Monday, February 1, 2010

Work, work, work it out.

I found my skinny mommy workout! Truthfully, anybody can do it, but it's a series of full-body exercises, with a focus on the tummy area, from Fitness Magazine.

In general, FitnessMagazine.com has a new mom, new body section. It lists super foods for us with no time to ourselves: eggs, skirt steak, salmon, fiberlicious cereal, and spinach. Good news! All favorites.

The workout plan that won me over consists of exercises and muscle toning that I've previously done, and loved. Designed specifically to fit into baby's schedule, you can get the whole routine done on the floor of the baby's room while she sleeps. No equipment (save 3-5lbs hand weights if you want), no DVDs, no problem.

Of course, they have their testimonials, but it makes sense. Eat right, burn more calories than you take in (without NOT eating, as we learned last week), and build lean muscle, and you'll get the body you want. This just gives me a helping hand so I'm not just doing lunges all around the house.

I have my post-partum visit today, and then the work will begin this afternoon.


PS, I don't work for Fitness Magazine, nor do I subscribe to it. I found a wrinkled copy in the magazine rack at my mom's house. But, after reading it, I do like it, and think it puts a healthy focus on fitness and wellness, versus skinniness.

3 comments:

~DokterKenny said...

One thing that worked for me was starting to keep track of what I eat. In fact, I often go back to this tried and true method when I need to get back on track. The website I use and have found VERY effective is Myfooddiary.com. it is 9.00 a month, but the site is full of great tools including exercise training, healthy warnings about the food you are heating, and great support group forums.

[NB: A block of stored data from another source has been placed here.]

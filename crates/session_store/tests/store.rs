use std::fs;
use std::path::PathBuf;
use std::time::Duration;

use serde_json::json;
use session_store::{SessionRecord, SessionStore, SessionUser};
use tempfile::TempDir;
use time::format_description::well_known::Rfc3339;
use time::OffsetDateTime;

fn store_in_tempdir() -> (TempDir, SessionStore) {
    let dir = tempfile::tempdir().expect("tempdir should be created");
    let store = SessionStore::new(dir.path().join("session.json"));
    (dir, store)
}

fn rfc3339_from_now(offset: Duration, future: bool) -> String {
    let now = OffsetDateTime::now_utc();
    let instant = if future { now + offset } else { now - offset };
    instant.format(&Rfc3339).expect("format timestamp")
}

fn record_expiring_in(offset: Duration) -> SessionRecord {
    SessionRecord::v1(
        SessionUser::new("u1", "a@b.com").with_name("Ada"),
        "tok",
        rfc3339_from_now(offset, true),
    )
}

fn write_raw(path: &PathBuf, contents: &str) {
    fs::write(path, contents).expect("raw session file should be written");
}

#[test]
fn saved_record_loads_deep_equal() {
    let (_dir, store) = store_in_tempdir();
    let record = record_expiring_in(Duration::from_secs(3600));

    assert!(store.save(&record));
    assert_eq!(store.load(), Some(record));
}

#[test]
fn save_overwrites_prior_record() {
    let (_dir, store) = store_in_tempdir();
    let first = record_expiring_in(Duration::from_secs(3600));
    let second = SessionRecord::v1(
        SessionUser::new("u2", "b@c.com"),
        "tok-2",
        rfc3339_from_now(Duration::from_secs(7200), true),
    );

    assert!(store.save(&first));
    assert!(store.save(&second));
    assert_eq!(store.load(), Some(second));
}

#[test]
fn expired_record_loads_none_and_is_purged() {
    let (_dir, store) = store_in_tempdir();
    let expired = SessionRecord::v1(
        SessionUser::new("u1", "a@b.com"),
        "tok",
        rfc3339_from_now(Duration::from_secs(1), false),
    );

    assert!(store.save(&expired));
    assert!(store.load().is_none());
    assert!(!store.path().exists());

    // Purge is permanent until the next save.
    assert!(store.load().is_none());
}

#[test]
fn malformed_json_loads_none_and_is_purged() {
    let (_dir, store) = store_in_tempdir();
    write_raw(&store.path().to_path_buf(), "{not json");

    assert!(store.load().is_none());
    assert!(!store.path().exists());
}

#[test]
fn record_missing_required_fields_is_purged() {
    let (_dir, store) = store_in_tempdir();
    let raw = json!({
        "version": 1,
        "user": { "email": "a@b.com" },
        "credential": "tok",
        "expires_at": "2099-01-01T00:00:00Z",
    })
    .to_string();
    write_raw(&store.path().to_path_buf(), &raw);

    assert!(store.load().is_none());
    assert!(!store.path().exists());
}

#[test]
fn record_with_empty_user_id_is_purged() {
    let (_dir, store) = store_in_tempdir();
    let raw = json!({
        "version": 1,
        "user": { "id": "", "email": "a@b.com" },
        "credential": "tok",
        "expires_at": "2099-01-01T00:00:00Z",
    })
    .to_string();
    write_raw(&store.path().to_path_buf(), &raw);

    assert!(store.load().is_none());
    assert!(!store.path().exists());
}

#[test]
fn record_with_unsupported_version_is_purged() {
    let (_dir, store) = store_in_tempdir();
    let raw = json!({
        "version": 2,
        "user": { "id": "u1", "email": "a@b.com" },
        "credential": "tok",
        "expires_at": "2099-01-01T00:00:00Z",
    })
    .to_string();
    write_raw(&store.path().to_path_buf(), &raw);

    assert!(store.load().is_none());
    assert!(!store.path().exists());
}

#[test]
fn clear_is_idempotent_and_never_fails() {
    let (_dir, store) = store_in_tempdir();
    let record = record_expiring_in(Duration::from_secs(3600));

    assert!(store.save(&record));
    store.clear();
    assert!(store.load().is_none());

    // A second clear with nothing present is still fine.
    store.clear();
    assert!(store.load().is_none());
}

#[test]
fn save_creates_missing_parent_directories() {
    let dir = tempfile::tempdir().expect("tempdir should be created");
    let store = SessionStore::new(dir.path().join(".taskdeck/session.json"));
    let record = record_expiring_in(Duration::from_secs(3600));

    assert!(store.save(&record));
    assert_eq!(store.load(), Some(record));
}

#[test]
fn failed_save_leaves_prior_record_intact() {
    let dir = tempfile::tempdir().expect("tempdir should be created");
    // The target path is a directory, so the rename commit must fail.
    let target = dir.path().join("session.json");
    fs::create_dir(&target).expect("blocking directory should be created");
    let store = SessionStore::new(&target);

    let record = record_expiring_in(Duration::from_secs(3600));
    assert!(!store.save(&record));
}

#[test]
fn credential_may_be_empty_for_cookie_backed_sessions() {
    let (_dir, store) = store_in_tempdir();
    let record = SessionRecord::v1(
        SessionUser::new("u1", "a@b.com"),
        "",
        rfc3339_from_now(Duration::from_secs(3600), true),
    );

    assert!(store.save(&record));
    let loaded = store.load().expect("cookie-backed session should load");
    assert!(loaded.credential.is_empty());
}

A free one (or at least it used to be) that is pretty good is fitday.com. Remember the key to success is changing your metabolism, eating more healthy protein, and in the beginning even though it seems counterituitive more muscle building excercises and less aerobics. While the aerobics will give you the quick loss in the beginning it will not give you the ling term fat burning metabolism that you want that muscle building will. Then when you have your engine really burning add on the longer aerobic work outs! Good Luck!!

Jessika said...

if you're interested in documenting and calorie counting (as the above poster mentioned) I use MyDailyPlate at www.livestrong.com. It's totally free and you can track calories consumed/burned, with most everything already inputted so it's super easy. I posted that I had a salmon bowl from PF Chang's and it already knew the nutritional value! Pretty cool :)

Love you!

Chelsea Strong said...

Oh ya I've used DailyPlate for years, and now I have SparkPeople on my phone for the same reason.